**What is required**
Lines in the material below that include "Terminated" need to be tallied; give the total alone.

**Source records**

use bytes::Bytes;
use m3u8_rs::ByteRange;
use reqwest::{header::RANGE, StatusCode};
use tokio_util::sync::CancellationToken;
use url::Url;

use crate::error::{HlsError, HlsResult};

/// `Range` header value of a playlist byte range.
pub(crate) fn http_range(range: &ByteRange) -> String {
    let offset = range.offset.unwrap_or(0);
    format!("bytes={}-{}", offset, offset + range.length.saturating_sub(1))
}

/// Downloads a resource. Any status other than 200 or 206 is an error.
pub(crate) async fn fetch(
    http: &reqwest::Client,
    url: &Url,
    range: Option<&ByteRange>,
    token: &CancellationToken,
) -> HlsResult<Bytes> {
    let download = async {
        let mut request = http.get(url.clone());
        if let Some(range) = range {
            request = request.header(RANGE, http_range(range));
        }
        let response = request.send().await?;
        let status = response.status();
        if status != StatusCode::OK && status != StatusCode::PARTIAL_CONTENT {
            if let Ok(body) = response.text().await {
                tracing::warn!(%url, "Error body: {body}");
            }
            return Err(HlsError::HttpError(status));
        }
        Ok(response.bytes().await?)
    };

    tokio::select! {
        result = download => result,
        _ = token.cancelled() => Err(HlsError::Terminated),
    }
}
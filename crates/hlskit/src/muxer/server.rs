//! HTTP side of the muxer.

use axum::{
    extract::{Request, State},
    http::{header, StatusCode},
    response::{IntoResponse, Response},
    Router,
};
use bytes::Bytes;

use super::{
    playlist::{availability, render_multivariant, Availability, PlaylistRequest},
    Muxer, MuxerState, MuxerVariant,
};
use crate::{error::HlsError, storage::StorageReader};

pub(crate) const MULTIVARIANT_PLAYLIST: &str = "index.m3u8";

/// What a served path points to. Streams are referred to by index.
#[derive(Debug, Clone, Copy, PartialEq, Eq)]
pub(crate) enum Resource {
    MultivariantPlaylist,
    MediaPlaylist(usize),
    Init(usize),
    Segment(usize, u64),
    Part(usize, u64),
}

#[derive(Debug)]
pub enum MuxerHttpError {
    BadRequest(String),
    NotFound,
    Internal(String),
}

impl IntoResponse for MuxerHttpError {
    fn into_response(self) -> Response {
        match self {
            MuxerHttpError::BadRequest(message) => {
                (StatusCode::BAD_REQUEST, message).into_response()
            }
            MuxerHttpError::NotFound => StatusCode::NOT_FOUND.into_response(),
            MuxerHttpError::Internal(message) => {
                (StatusCode::INTERNAL_SERVER_ERROR, message).into_response()
            }
        }
    }
}

impl From<HlsError> for MuxerHttpError {
    fn from(err: HlsError) -> Self {
        log::error!("muxer request failed: {err}");
        MuxerHttpError::Internal(err.to_string())
    }
}

enum Content {
    Playlist(String),
    Data(Bytes),
    Stored(StorageReader),
}

enum Lookup {
    Ready(Content),
    Wait,
}

fn content_type(name: &str) -> &'static str {
    if name.ends_with(".m3u8") {
        "application/vnd.apple.mpegurl"
    } else if name.ends_with(".ts") {
        "video/mp2t"
    } else {
        "video/mp4"
    }
}

impl Content {
    async fn into_response(self, name: &str) -> Result<Response, MuxerHttpError> {
        let body = match self {
            Content::Playlist(text) => Bytes::from(text),
            Content::Data(data) => data,
            Content::Stored(reader) => reader.read().await?,
        };
        Ok(([(header::CONTENT_TYPE, content_type(name))], body).into_response())
    }
}

impl MuxerState {
    fn lookup(&self, name: &str, query: Option<&str>) -> Result<Lookup, MuxerHttpError> {
        let Some(resource) = self.paths.get(name).copied() else {
            // the part announced by the preload hint is served once written
            if self.streams.iter().any(|s| s.is_preload_hint(name)) {
                return Ok(Lookup::Wait);
            }
            return Err(MuxerHttpError::NotFound);
        };

        let stream = |index: usize| self.streams.get(index).ok_or(MuxerHttpError::NotFound);
        let content = match resource {
            Resource::MultivariantPlaylist => {
                if !self.streams.iter().all(|s| s.window.has_segments()) {
                    return Ok(Lookup::Wait);
                }
                Content::Playlist(render_multivariant(self.variant, &self.streams, &self.tracks)?)
            }
            Resource::MediaPlaylist(index) => {
                let stream = stream(index)?;
                let request = match self.variant {
                    MuxerVariant::LowLatency => {
                        PlaylistRequest::parse(query).map_err(MuxerHttpError::BadRequest)?
                    }
                    MuxerVariant::MpegTs | MuxerVariant::Fmp4 => PlaylistRequest::default(),
                };
                match availability(&request, &stream.window, stream.pending())
                    .map_err(MuxerHttpError::BadRequest)?
                {
                    Availability::Ready => {
                        Content::Playlist(stream.playlist_view().render(request.skip))
                    }
                    Availability::Wait => return Ok(Lookup::Wait),
                }
            }
            Resource::Init(index) => match stream(index)?.init(&self.tracks)? {
                Some(init) => Content::Data(Bytes::from(init)),
                None => return Ok(Lookup::Wait),
            },
            Resource::Segment(index, sequence) => {
                let stream = stream(index)?;
                match stream.segment_reader(sequence) {
                    Some(reader) => Content::Stored(reader),
                    None if stream.pending().is_some_and(|(seq, _)| seq == sequence) => {
                        return Ok(Lookup::Wait)
                    }
                    None => return Err(MuxerHttpError::NotFound),
                }
            }
            Resource::Part(index, id) => stream(index)?
                .part_reader(id)
                .map(Content::Stored)
                .ok_or(MuxerHttpError::NotFound)?,
        };
        Ok(Lookup::Ready(content))
    }
}

impl Muxer {
    /// Serves a request for a playlist, an init file, a segment or a part.
    /// Only the last path component is looked at, so the router can be
    /// nested under any prefix.
    pub async fn handle(&self, request: Request) -> Response {
        let uri = request.uri();
        let name = uri.path().rsplit('/').next().unwrap_or_default();
        match self.serve(name, uri.query()).await {
            Ok(response) => response,
            Err(err) => err.into_response(),
        }
    }

    async fn serve(&self, name: &str, query: Option<&str>) -> Result<Response, MuxerHttpError> {
        loop {
            let notified = self.inner.notify.notified();
            tokio::pin!(notified);
            notified.as_mut().enable();

            let lookup = {
                let state = self.inner.state.lock().await;
                match state.as_ref() {
                    Some(state) if !state.closed => state.lookup(name, query)?,
                    _ => return Err(MuxerHttpError::NotFound),
                }
            };
            match lookup {
                Lookup::Ready(content) => return content.into_response(name).await,
                Lookup::Wait => notified.await,
            }
        }
    }

    /// A router serving every path of the muxer.
    pub fn router(&self) -> Router {
        Router::new().fallback(serve_request).with_state(self.clone())
    }
}

async fn serve_request(State(muxer): State<Muxer>, request: Request) -> Response {
    muxer.handle(request).await
}

#[cfg(test)]
mod tests {
    use super::*;

    #[test]
    fn test_status_codes() {
        let response = MuxerHttpError::BadRequest("invalid _HLS_msn".into()).into_response();
        assert_eq!(response.status(), StatusCode::BAD_REQUEST);
        assert_eq!(MuxerHttpError::NotFound.into_response().status(), StatusCode::NOT_FOUND);
        let response = MuxerHttpError::from(HlsError::MaximumSegmentSize).into_response();
        assert_eq!(response.status(), StatusCode::INTERNAL_SERVER_ERROR);
    }

    #[test]
    fn test_content_type() {
        assert_eq!(content_type("index.m3u8"), "application/vnd.apple.mpegurl");
        assert_eq!(content_type("stream_ab_seg0.ts"), "video/mp2t");
        assert_eq!(content_type("stream_init.mp4"), "video/mp4");
    }
}
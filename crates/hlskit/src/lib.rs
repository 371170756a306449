//! HTTP Live Streaming in both directions.
//!
//! [`client::Client`] reads a live or on-demand stream, demuxes MPEG-TS or
//! fragmented MP4 segments and hands synchronized samples to callbacks.
//! [`muxer::Muxer`] turns encoded media into MPEG-TS, fMP4 or Low-Latency HLS
//! segments and serves them over HTTP.

pub mod client;
mod clock;
pub mod codecs;
pub mod error;
pub mod muxer;
pub mod storage;
mod track;

pub use client::{Client, ClientBuilder, ClientTrack};
pub use codecs::Codec;
pub use error::{HlsError, HlsResult};
pub use muxer::{Muxer, MuxerBuilder, MuxerConfig, MuxerVariant};
pub use track::Track;
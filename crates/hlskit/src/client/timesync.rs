//! Mapping of container timestamps to time elapsed since the stream started.

use std::{
    sync::{Arc, Mutex},
    time::Duration,
};

use chrono::{DateTime, Utc};
use tokio::{sync::watch, time::Instant};
use tokio_util::sync::CancellationToken;

pub(crate) use crate::clock::to_nanos;
use crate::{
    clock::rescale,
    error::{HlsError, HlsResult},
};

/// fMP4 timestamps are relative to the base time of the leading track.
#[derive(Debug)]
pub(crate) struct TimeSyncFmp4 {
    leading_time_scale: u32,
    leading_base_time: u64,
}

impl TimeSyncFmp4 {
    pub(crate) fn new(leading_time_scale: u32, leading_base_time: u64) -> Self {
        Self {
            leading_time_scale,
            leading_base_time,
        }
    }

    pub(crate) fn convert(&self, raw: u64, clock_rate: u32) -> i64 {
        let base = rescale(
            self.leading_base_time as i64,
            self.leading_time_scale,
            clock_rate,
        );
        raw as i64 - base
    }
}

/// MPEG-TS timestamps wrap around every 2^33 ticks of a 90 kHz clock. The
/// decoder accumulates signed differences between consecutive values.
#[derive(Debug)]
pub(crate) struct TimeSyncMpegTs {
    state: Mutex<(u64, i64)>,
}

impl TimeSyncMpegTs {
    pub(crate) fn new(start: u64) -> Self {
        Self {
            state: Mutex::new((start & hlskit_mpegts::TIMESTAMP_MASK, 0)),
        }
    }

    fn decode(&self, raw: u64) -> i64 {
        const HALF: i64 = 1 << 32;
        let mut state = self.state.lock().unwrap_or_else(|e| e.into_inner());
        let (prev, acc) = &mut *state;

        let raw = raw & hlskit_mpegts::TIMESTAMP_MASK;
        let mut diff = (raw.wrapping_sub(*prev) & hlskit_mpegts::TIMESTAMP_MASK) as i64;
        if diff > HALF {
            diff -= 1 << 33;
        }
        *prev = raw;
        *acc += diff;
        *acc
    }

    pub(crate) fn convert(&self, raw: u64, clock_rate: u32) -> i64 {
        rescale(self.decode(raw), hlskit_mpegts::CLOCK_RATE, clock_rate)
    }
}

#[derive(Debug)]
pub(crate) enum TimeSync {
    Fmp4(TimeSyncFmp4),
    MpegTs(TimeSyncMpegTs),
}

/// Absolute time of a point on the elapsed timeline, from
/// `EXT-X-PROGRAM-DATE-TIME`.
#[derive(Debug, Clone, Copy, PartialEq, Eq)]
pub(crate) struct Correlation {
    pub(crate) date_time: DateTime<Utc>,
    /// Elapsed nanoseconds at `date_time`.
    pub(crate) elapsed: i64,
}

impl Correlation {
    pub(crate) fn absolute_time(&self, elapsed: i64) -> DateTime<Utc> {
        self.date_time + chrono::Duration::nanoseconds(elapsed - self.elapsed)
    }
}

/// Time reference shared by every rendition of a stream.
#[derive(Debug)]
pub(crate) struct Anchor {
    pub(crate) sync: TimeSync,
    started: Instant,
    correlation: Mutex<Option<Correlation>>,
}

impl Anchor {
    pub(crate) fn new(sync: TimeSync) -> Self {
        Self {
            sync,
            started: Instant::now(),
            correlation: Mutex::new(None),
        }
    }

    pub(crate) fn fmp4(&self) -> HlsResult<&TimeSyncFmp4> {
        match &self.sync {
            TimeSync::Fmp4(sync) => Ok(sync),
            TimeSync::MpegTs(_) => Err(HlsError::TimeSyncMismatch),
        }
    }

    pub(crate) fn mpegts(&self) -> HlsResult<&TimeSyncMpegTs> {
        match &self.sync {
            TimeSync::MpegTs(sync) => Ok(sync),
            TimeSync::Fmp4(_) => Err(HlsError::TimeSyncMismatch),
        }
    }

    pub(crate) fn correlation(&self) -> Option<Correlation> {
        *self.correlation.lock().unwrap_or_else(|e| e.into_inner())
    }

    pub(crate) fn set_correlation(&self, correlation: Option<Correlation>) {
        *self.correlation.lock().unwrap_or_else(|e| e.into_inner()) = correlation;
    }

    /// Sleeps until the wall clock catches up with `elapsed` nanoseconds of
    /// media time.
    pub(crate) async fn pace(
        &self,
        elapsed: i64,
        max_diff: Duration,
        token: &CancellationToken,
    ) -> HlsResult<()> {
        if elapsed <= 0 {
            return Ok(());
        }
        let target = self.started + Duration::from_nanos(elapsed as u64);
        let now = Instant::now();
        if target <= now {
            return Ok(());
        }
        if target - now > max_diff {
            return Err(HlsError::DtsRtcDiffTooBig);
        }
        tokio::select! {
            _ = tokio::time::sleep_until(target) => Ok(()),
            _ = token.cancelled() => Err(HlsError::Terminated),
        }
    }
}

/// Publishes the anchor of a rendition group exactly once.
pub(crate) type AnchorSender = Arc<watch::Sender<Option<Arc<Anchor>>>>;

pub(crate) fn anchor_channel() -> AnchorSender {
    Arc::new(watch::channel(None).0)
}

/// Waits for the leading rendition to publish its anchor.
pub(crate) async fn wait_anchor(
    sender: &AnchorSender,
    token: &CancellationToken,
) -> HlsResult<Arc<Anchor>> {
    let mut rx = sender.subscribe();
    tokio::select! {
        anchor = rx.wait_for(|a| a.is_some()) => anchor
            .ok()
            .and_then(|a| a.clone())
            .ok_or(HlsError::Terminated),
        _ = token.cancelled() => Err(HlsError::Terminated),
    }
}

#[cfg(test)]
mod tests {
    use super::*;

    #[test]
    fn test_fmp4_convert() {
        let sync = TimeSyncFmp4::new(90000, 180000);
        assert_eq!(sync.convert(180000, 90000), 0);
        assert_eq!(sync.convert(270000, 90000), 90000);
        // audio track with its own time scale
        assert_eq!(sync.convert(96000 + 48000, 48000), 48000);
    }

    #[test]
    fn test_mpegts_wraparound() {
        let max = hlskit_mpegts::TIMESTAMP_MASK;
        let sync = TimeSyncMpegTs::new(max - 90000);
        assert_eq!(sync.convert(max - 90000, 90000), 0);
        assert_eq!(sync.convert(max, 90000), 90000);
        // wrapped
        assert_eq!(sync.convert(89999, 90000), 180000);
        // slightly backwards, as B-frames do
        assert_eq!(sync.convert(86999, 90000), 177000);
        assert_eq!(sync.convert(89999, 48000), 96000);
    }

    #[test]
    fn test_correlation() {
        let date_time = "2015-02-05T01:02:02Z".parse::<DateTime<Utc>>().unwrap();
        let correlation = Correlation {
            date_time,
            elapsed: 1_000_000_000,
        };
        assert_eq!(correlation.absolute_time(1_000_000_000), date_time);
        assert_eq!(
            correlation.absolute_time(3_500_000_000),
            date_time + chrono::Duration::milliseconds(2500)
        );
    }

    #[tokio::test]
    async fn test_pacing() {
        let anchor = Anchor::new(TimeSync::Fmp4(TimeSyncFmp4::new(90000, 0)));
        let token = CancellationToken::new();
        let max = Duration::from_secs(10);
        assert!(anchor.pace(0, max, &token).await.is_ok());
        assert!(matches!(
            anchor.pace(20_000_000_000, max, &token).await,
            Err(HlsError::DtsRtcDiffTooBig)
        ));

        let started = Instant::now();
        anchor.pace(50_000_000, max, &token).await.unwrap();
        assert!(started.elapsed() >= Duration::from_millis(40));
    }

    #[tokio::test]
    async fn test_wait_anchor() {
        let sender = anchor_channel();
        let token = CancellationToken::new();
        let waiter = {
            let sender = sender.clone();
            let token = token.clone();
            tokio::spawn(async move { wait_anchor(&sender, &token).await })
        };
        sender.send_replace(Some(Arc::new(Anchor::new(TimeSync::MpegTs(
            TimeSyncMpegTs::new(0),
        )))));
        let anchor = waiter.await.unwrap().unwrap();
        assert!(anchor.mpegts().is_ok());
        assert!(matches!(anchor.fmp4(), Err(HlsError::TimeSyncMismatch)));
    }
}
use std::collections::HashMap;
use std::io::Write;

use mpeg2ts::es::{StreamId, StreamType};
use mpeg2ts::pes::PesHeader;
use mpeg2ts::time::{ClockReference, Timestamp};
use mpeg2ts::ts::payload::{Bytes, Pat, Pes, Pmt};
use mpeg2ts::ts::{
    AdaptationField, ContinuityCounter, EsInfo, Pid, ProgramAssociation,
    TransportScramblingControl, TsHeader, TsPacket, TsPacketWriter, TsPayload, VersionNumber,
    WriteTsPacket,
};

use crate::{Codec, Track, TsError, TsResult, TIMESTAMP_MASK};

const PAT_PID: u16 = 0;
const PMT_PID: u16 = 0x1000;
const PROGRAM_NUM: u16 = 1;
const TS_PACKET_SIZE: usize = 188;
const PAYLOAD_SIZE: usize = 184;
const PCR_ADAPTATION_SIZE: usize = 8;
const FLAGS_ADAPTATION_SIZE: usize = 2;

/// Writes PAT/PMT tables and packetizes PES payloads, keeping one
/// continuity counter per PID across calls.
pub struct Writer {
    tracks: Vec<Track>,
    pcr_pid: u16,
    counters: HashMap<u16, ContinuityCounter>,
}

impl Writer {
    /// The PCR is carried by the first video track, or by the first track.
    pub fn new(tracks: Vec<Track>) -> Self {
        let pcr_pid = tracks
            .iter()
            .find(|t| t.codec.is_video())
            .or(tracks.first())
            .map_or(0x100, |t| t.pid);

        Self {
            tracks,
            pcr_pid,
            counters: HashMap::new(),
        }
    }

    pub fn write_tables<W: Write>(&mut self, out: W) -> TsResult<()> {
        let mut writer = TsPacketWriter::new(out);

        let pat = Pat {
            transport_stream_id: 1,
            version_number: VersionNumber::new(),
            table: vec![ProgramAssociation {
                program_num: PROGRAM_NUM,
                program_map_pid: Pid::new(PMT_PID)?,
            }],
        };
        self.write_packet(&mut writer, PAT_PID, None, TsPayload::Pat(pat))?;

        let mut es_info = Vec::with_capacity(self.tracks.len());
        for track in &self.tracks {
            es_info.push(EsInfo {
                stream_type: stream_type(track.codec)?,
                elementary_pid: Pid::new(track.pid)?,
                descriptors: Vec::new(),
            });
        }
        let pmt = Pmt {
            program_num: PROGRAM_NUM,
            pcr_pid: Some(Pid::new(self.pcr_pid)?),
            version_number: VersionNumber::new(),
            program_info: Vec::new(),
            es_info,
        };
        self.write_packet(&mut writer, PMT_PID, None, TsPayload::Pmt(pmt))?;

        Ok(())
    }

    /// Writes one PES. `dts` is omitted from the header when equal to `pts`.
    pub fn write_pes<W: Write>(
        &mut self,
        out: W,
        pid: u16,
        pts: u64,
        dts: u64,
        random_access: bool,
        data: &[u8],
    ) -> TsResult<()> {
        let track = *self
            .tracks
            .iter()
            .find(|t| t.pid == pid)
            .ok_or(TsError::UnknownPid(pid))?;
        let mut writer = TsPacketWriter::new(out);

        let pts = pts & TIMESTAMP_MASK;
        let dts = dts & TIMESTAMP_MASK;
        let has_dts = dts != pts;

        let with_pcr = pid == self.pcr_pid;
        let adaptation_field = if with_pcr || random_access {
            Some(AdaptationField {
                discontinuity_indicator: false,
                random_access_indicator: random_access,
                es_priority_indicator: false,
                pcr: if with_pcr {
                    Some(ClockReference::new(dts * 300)?)
                } else {
                    None
                },
                opcr: None,
                splice_countdown: None,
                transport_private_data: Vec::new(),
                extension: None,
            })
        } else {
            None
        };
        let optional_len = if has_dts { 10 } else { 5 };
        let first_len = self
            .first_payload_capacity(pid, has_dts, random_access)
            .min(data.len());
        let packet_len = 3 + optional_len + data.len();
        let pes_packet_len = if track.codec.is_video() || packet_len > u16::MAX as usize {
            0
        } else {
            packet_len as u16
        };

        let pes = Pes {
            header: PesHeader {
                stream_id: StreamId::new(track.codec.stream_id()),
                priority: false,
                data_alignment_indicator: true,
                copyright: false,
                original_or_copy: false,
                pts: Some(Timestamp::new(pts)?),
                dts: if has_dts {
                    Some(Timestamp::new(dts)?)
                } else {
                    None
                },
                escr: None,
            },
            pes_packet_len,
            data: Bytes::new(&data[..first_len])?,
        };
        self.write_packet(&mut writer, pid, adaptation_field, TsPayload::Pes(pes))?;

        for chunk in data[first_len..].chunks(PAYLOAD_SIZE) {
            self.write_packet(&mut writer, pid, None, TsPayload::Raw(Bytes::new(chunk)?))?;
        }

        Ok(())
    }

    /// Bytes [`Self::write_pes`] outputs for the same arguments and a
    /// payload of `len` bytes.
    pub fn pes_size(&self, pid: u16, pts: u64, dts: u64, random_access: bool, len: usize) -> usize {
        let has_dts = pts & TIMESTAMP_MASK != dts & TIMESTAMP_MASK;
        let first_len = self
            .first_payload_capacity(pid, has_dts, random_access)
            .min(len);
        (1 + (len - first_len).div_ceil(PAYLOAD_SIZE)) * TS_PACKET_SIZE
    }

    /// Payload bytes fitting in the packet carrying the PES header.
    fn first_payload_capacity(&self, pid: u16, has_dts: bool, random_access: bool) -> usize {
        let adaptation_size = if pid == self.pcr_pid {
            PCR_ADAPTATION_SIZE
        } else if random_access {
            FLAGS_ADAPTATION_SIZE
        } else {
            0
        };
        let optional_len = if has_dts { 10 } else { 5 };
        PAYLOAD_SIZE - 9 - optional_len - adaptation_size
    }

    fn write_packet<W: Write>(
        &mut self,
        writer: &mut TsPacketWriter<W>,
        pid: u16,
        adaptation_field: Option<AdaptationField>,
        payload: TsPayload,
    ) -> TsResult<()> {
        let counter = self.counters.entry(pid).or_insert_with(ContinuityCounter::new);
        let packet = TsPacket {
            header: TsHeader {
                pid: Pid::new(pid)?,
                transport_scrambling_control: TransportScramblingControl::NotScrambled,
                transport_error_indicator: false,
                transport_priority: false,
                continuity_counter: *counter,
            },
            adaptation_field,
            payload: Some(payload),
        };
        counter.increment();

        writer.write_ts_packet(&packet)?;
        Ok(())
    }
}

fn stream_type(codec: Codec) -> TsResult<StreamType> {
    Ok(match codec {
        Codec::H264 => StreamType::H264,
        Codec::Mpeg4Audio => StreamType::AdtsAac,
        Codec::Mpeg1Audio => StreamType::Mpeg1Audio,
        Codec::Klv => StreamType::Mpeg2PacketizedData,
        Codec::H265 | Codec::Unsupported(_) => {
            return Err(TsError::UnsupportedCodec(codec));
        }
    })
}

**Solution for this task**
4